» Material for this task:
* * * * * * * * *

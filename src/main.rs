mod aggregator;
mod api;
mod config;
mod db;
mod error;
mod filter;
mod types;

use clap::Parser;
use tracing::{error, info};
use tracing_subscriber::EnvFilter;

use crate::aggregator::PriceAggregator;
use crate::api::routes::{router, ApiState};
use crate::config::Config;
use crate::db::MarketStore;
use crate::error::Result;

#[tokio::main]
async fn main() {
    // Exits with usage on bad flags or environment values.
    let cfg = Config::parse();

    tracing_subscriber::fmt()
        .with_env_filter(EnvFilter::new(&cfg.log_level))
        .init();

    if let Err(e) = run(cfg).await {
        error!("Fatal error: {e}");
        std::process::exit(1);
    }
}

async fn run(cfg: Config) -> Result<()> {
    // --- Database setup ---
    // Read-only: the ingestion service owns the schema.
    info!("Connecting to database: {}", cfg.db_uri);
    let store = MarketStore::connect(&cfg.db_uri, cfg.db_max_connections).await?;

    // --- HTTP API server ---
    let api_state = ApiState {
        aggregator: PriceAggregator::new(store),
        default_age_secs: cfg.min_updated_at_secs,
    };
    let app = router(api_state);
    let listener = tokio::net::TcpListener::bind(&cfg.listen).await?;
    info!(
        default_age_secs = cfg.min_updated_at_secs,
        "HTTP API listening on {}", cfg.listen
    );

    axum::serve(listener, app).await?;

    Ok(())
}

* * * * * * * * *

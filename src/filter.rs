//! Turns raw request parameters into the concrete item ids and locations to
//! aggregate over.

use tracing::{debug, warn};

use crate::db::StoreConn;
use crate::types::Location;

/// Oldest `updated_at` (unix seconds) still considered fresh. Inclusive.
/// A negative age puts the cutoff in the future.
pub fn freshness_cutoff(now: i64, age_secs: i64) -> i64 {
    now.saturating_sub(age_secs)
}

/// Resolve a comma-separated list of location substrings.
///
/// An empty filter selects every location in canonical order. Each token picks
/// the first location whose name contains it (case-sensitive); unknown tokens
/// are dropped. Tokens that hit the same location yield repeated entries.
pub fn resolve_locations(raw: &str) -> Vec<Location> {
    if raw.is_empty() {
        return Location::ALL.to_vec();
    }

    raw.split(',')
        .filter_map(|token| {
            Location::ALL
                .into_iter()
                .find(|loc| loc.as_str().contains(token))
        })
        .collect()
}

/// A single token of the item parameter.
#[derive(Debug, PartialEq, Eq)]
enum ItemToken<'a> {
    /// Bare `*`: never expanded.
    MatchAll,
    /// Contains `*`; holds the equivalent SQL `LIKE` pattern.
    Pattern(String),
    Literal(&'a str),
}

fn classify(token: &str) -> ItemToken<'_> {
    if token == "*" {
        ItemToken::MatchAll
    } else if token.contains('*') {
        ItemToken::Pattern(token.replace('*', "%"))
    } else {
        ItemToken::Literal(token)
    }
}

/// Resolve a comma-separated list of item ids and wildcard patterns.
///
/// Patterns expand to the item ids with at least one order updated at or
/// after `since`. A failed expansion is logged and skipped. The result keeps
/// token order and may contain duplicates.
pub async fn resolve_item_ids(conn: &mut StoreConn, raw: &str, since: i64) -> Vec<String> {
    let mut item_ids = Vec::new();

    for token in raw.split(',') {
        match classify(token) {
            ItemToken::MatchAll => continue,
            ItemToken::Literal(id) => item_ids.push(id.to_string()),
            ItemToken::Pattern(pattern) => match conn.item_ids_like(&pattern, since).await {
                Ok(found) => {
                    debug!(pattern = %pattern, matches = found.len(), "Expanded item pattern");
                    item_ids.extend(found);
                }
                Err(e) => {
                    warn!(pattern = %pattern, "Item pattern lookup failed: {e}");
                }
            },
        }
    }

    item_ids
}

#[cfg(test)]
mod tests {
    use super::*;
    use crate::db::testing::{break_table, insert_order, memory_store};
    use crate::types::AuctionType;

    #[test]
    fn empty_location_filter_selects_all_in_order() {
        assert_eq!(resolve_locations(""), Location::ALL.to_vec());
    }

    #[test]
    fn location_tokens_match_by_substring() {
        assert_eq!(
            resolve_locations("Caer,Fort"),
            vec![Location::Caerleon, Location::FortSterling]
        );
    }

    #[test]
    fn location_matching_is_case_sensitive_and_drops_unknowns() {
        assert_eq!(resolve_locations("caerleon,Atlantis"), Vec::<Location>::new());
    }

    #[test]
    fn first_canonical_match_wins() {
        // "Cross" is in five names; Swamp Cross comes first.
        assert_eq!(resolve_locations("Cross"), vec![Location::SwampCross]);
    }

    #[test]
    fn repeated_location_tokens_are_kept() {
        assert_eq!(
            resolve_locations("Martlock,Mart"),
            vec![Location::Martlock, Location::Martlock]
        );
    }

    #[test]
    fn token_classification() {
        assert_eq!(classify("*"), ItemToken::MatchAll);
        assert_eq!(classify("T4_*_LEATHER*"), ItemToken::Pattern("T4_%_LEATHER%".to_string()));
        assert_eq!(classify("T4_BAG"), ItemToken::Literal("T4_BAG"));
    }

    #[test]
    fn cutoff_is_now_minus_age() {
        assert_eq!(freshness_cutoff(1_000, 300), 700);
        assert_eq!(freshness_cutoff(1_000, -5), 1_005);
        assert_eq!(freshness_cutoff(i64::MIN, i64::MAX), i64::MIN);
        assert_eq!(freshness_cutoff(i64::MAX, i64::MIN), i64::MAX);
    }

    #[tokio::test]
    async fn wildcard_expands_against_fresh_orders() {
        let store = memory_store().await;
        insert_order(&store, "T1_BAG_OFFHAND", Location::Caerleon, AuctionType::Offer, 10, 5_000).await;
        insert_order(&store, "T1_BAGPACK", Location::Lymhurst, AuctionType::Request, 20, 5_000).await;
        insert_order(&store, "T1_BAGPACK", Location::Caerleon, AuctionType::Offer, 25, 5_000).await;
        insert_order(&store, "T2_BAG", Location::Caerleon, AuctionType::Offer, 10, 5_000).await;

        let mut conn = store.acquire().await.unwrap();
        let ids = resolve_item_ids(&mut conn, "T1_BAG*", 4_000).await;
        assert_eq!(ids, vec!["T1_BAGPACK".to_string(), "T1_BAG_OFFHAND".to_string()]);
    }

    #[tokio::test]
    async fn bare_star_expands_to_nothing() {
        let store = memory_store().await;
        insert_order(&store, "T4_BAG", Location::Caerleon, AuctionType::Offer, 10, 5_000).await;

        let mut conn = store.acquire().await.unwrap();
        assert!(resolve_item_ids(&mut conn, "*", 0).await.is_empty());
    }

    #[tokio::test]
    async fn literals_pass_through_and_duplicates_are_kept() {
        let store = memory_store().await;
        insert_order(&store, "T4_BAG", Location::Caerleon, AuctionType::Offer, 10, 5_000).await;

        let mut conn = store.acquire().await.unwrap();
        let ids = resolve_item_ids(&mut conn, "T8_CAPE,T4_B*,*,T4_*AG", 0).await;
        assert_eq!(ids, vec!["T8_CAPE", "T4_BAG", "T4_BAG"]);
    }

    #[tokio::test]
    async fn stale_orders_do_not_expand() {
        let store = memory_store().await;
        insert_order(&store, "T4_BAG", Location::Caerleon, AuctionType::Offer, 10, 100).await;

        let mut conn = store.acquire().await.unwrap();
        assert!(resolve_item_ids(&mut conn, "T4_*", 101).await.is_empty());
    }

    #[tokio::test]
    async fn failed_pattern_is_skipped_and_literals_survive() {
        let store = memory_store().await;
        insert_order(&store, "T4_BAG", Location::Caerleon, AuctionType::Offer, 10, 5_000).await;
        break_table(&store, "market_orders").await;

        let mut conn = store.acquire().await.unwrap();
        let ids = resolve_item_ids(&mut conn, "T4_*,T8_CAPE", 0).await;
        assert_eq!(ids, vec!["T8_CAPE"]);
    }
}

* * * * * * * * *

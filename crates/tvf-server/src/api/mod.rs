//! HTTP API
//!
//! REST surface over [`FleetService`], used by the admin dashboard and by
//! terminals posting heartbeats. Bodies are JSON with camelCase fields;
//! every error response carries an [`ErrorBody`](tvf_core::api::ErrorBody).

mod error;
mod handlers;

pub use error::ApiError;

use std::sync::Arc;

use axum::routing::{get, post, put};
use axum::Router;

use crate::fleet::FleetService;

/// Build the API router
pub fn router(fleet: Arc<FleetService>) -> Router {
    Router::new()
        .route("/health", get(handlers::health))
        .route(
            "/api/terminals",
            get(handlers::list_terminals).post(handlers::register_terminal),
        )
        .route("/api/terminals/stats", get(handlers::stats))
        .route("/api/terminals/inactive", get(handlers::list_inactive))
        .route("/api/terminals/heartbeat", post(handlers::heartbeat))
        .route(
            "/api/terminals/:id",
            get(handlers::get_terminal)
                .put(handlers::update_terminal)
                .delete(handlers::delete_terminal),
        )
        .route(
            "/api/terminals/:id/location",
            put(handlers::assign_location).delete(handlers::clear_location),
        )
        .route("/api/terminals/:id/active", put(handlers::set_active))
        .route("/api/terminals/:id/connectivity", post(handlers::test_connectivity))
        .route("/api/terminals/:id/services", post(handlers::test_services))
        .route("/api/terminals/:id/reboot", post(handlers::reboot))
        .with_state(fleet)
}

* * * * * * * * *

» What needs to be done: In the lines above, locate the string "listener". Copy every line where it occurs.

» Output for this task:
    let listener = tokio::net::TcpListener::bind(&cfg.listen).await?;
    axum::serve(listener, app).await?;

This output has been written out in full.